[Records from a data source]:
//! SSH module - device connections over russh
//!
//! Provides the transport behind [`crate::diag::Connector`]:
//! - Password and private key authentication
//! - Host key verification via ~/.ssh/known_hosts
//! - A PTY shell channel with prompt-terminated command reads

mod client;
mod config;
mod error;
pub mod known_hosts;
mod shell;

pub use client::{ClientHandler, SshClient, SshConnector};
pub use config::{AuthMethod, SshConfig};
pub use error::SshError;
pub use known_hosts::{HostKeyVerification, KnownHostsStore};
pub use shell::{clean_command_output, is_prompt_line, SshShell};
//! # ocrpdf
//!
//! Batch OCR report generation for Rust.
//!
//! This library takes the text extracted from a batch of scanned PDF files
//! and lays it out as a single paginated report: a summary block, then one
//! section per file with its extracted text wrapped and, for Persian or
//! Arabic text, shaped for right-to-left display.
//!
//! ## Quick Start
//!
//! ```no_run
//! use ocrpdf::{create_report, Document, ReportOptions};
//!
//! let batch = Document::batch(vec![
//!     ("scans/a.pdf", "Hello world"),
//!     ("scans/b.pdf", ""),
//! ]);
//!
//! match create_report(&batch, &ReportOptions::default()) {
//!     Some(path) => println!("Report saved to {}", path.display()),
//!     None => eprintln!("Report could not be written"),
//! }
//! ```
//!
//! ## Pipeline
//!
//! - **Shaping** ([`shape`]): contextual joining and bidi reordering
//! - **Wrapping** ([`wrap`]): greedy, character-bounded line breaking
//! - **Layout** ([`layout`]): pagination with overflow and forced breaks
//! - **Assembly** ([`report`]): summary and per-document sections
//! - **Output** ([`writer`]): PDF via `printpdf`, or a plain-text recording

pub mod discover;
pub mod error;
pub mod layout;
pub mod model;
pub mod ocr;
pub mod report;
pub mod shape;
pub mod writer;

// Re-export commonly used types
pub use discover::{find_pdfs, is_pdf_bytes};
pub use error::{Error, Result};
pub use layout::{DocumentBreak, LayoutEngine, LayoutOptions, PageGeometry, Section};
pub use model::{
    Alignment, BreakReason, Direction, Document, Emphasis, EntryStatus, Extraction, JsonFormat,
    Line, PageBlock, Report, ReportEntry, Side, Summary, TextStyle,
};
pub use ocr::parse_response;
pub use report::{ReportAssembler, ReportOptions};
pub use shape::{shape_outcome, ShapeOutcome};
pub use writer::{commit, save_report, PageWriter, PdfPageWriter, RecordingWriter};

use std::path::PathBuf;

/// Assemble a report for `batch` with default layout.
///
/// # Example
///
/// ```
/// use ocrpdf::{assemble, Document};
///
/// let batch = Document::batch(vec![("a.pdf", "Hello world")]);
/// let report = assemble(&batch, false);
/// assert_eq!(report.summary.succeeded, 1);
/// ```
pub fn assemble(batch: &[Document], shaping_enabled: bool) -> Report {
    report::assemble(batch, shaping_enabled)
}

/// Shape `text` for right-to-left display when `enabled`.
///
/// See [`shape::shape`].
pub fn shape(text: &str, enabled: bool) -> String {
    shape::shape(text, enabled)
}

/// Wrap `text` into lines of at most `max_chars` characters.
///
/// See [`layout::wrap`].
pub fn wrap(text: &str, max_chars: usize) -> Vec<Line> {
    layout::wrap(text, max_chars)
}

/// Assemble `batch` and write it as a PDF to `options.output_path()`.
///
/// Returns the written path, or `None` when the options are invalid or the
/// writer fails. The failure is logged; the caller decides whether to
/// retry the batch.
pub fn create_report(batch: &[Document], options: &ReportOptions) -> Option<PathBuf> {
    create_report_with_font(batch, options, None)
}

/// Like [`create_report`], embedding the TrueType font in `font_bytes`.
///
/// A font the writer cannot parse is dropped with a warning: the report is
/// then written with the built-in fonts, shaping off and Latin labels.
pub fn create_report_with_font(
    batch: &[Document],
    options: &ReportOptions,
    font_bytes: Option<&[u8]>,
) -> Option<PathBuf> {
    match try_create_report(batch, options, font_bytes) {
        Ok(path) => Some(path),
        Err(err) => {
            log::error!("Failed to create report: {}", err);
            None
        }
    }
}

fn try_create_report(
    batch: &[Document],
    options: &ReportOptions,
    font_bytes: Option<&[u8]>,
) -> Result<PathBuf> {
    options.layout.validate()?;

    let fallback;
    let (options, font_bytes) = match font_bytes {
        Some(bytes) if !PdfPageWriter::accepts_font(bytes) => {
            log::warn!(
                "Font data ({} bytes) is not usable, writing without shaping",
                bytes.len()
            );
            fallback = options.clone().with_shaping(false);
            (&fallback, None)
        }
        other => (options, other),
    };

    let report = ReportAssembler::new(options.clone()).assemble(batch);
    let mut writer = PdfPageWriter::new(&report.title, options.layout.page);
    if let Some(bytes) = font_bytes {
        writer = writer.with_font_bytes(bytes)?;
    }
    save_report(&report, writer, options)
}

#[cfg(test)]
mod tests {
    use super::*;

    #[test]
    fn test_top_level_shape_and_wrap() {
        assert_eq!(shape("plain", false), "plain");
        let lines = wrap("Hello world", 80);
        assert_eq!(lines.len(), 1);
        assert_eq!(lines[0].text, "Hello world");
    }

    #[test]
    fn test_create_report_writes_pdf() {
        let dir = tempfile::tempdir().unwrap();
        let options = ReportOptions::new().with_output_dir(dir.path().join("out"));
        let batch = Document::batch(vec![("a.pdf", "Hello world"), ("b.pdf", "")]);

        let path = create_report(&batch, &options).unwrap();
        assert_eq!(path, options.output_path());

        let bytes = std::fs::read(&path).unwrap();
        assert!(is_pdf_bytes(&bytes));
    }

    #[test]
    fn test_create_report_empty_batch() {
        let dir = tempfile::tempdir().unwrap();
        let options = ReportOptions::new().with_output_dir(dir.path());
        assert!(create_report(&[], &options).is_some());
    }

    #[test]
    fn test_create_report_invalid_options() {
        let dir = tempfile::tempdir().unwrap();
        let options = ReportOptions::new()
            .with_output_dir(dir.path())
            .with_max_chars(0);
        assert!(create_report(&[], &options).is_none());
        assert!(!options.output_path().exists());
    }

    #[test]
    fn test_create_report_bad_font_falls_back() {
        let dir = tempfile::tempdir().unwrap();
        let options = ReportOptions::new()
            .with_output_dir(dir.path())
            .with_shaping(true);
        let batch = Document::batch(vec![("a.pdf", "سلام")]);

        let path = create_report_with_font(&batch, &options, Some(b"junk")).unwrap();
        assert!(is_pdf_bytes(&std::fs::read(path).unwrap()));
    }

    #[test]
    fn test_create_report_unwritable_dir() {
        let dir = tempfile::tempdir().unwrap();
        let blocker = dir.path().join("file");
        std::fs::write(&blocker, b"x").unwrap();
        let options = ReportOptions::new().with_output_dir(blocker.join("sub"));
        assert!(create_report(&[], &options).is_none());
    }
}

[Task requirements]: Only the lines of the data holding the string "written" are wanted; copy each of them.

[Expected output]:
//!     None => eprintln!("Report could not be written"),
/// Returns the written path, or `None` when the options are invalid or the
/// then written with the built-in fonts, shaping off and Latin labels.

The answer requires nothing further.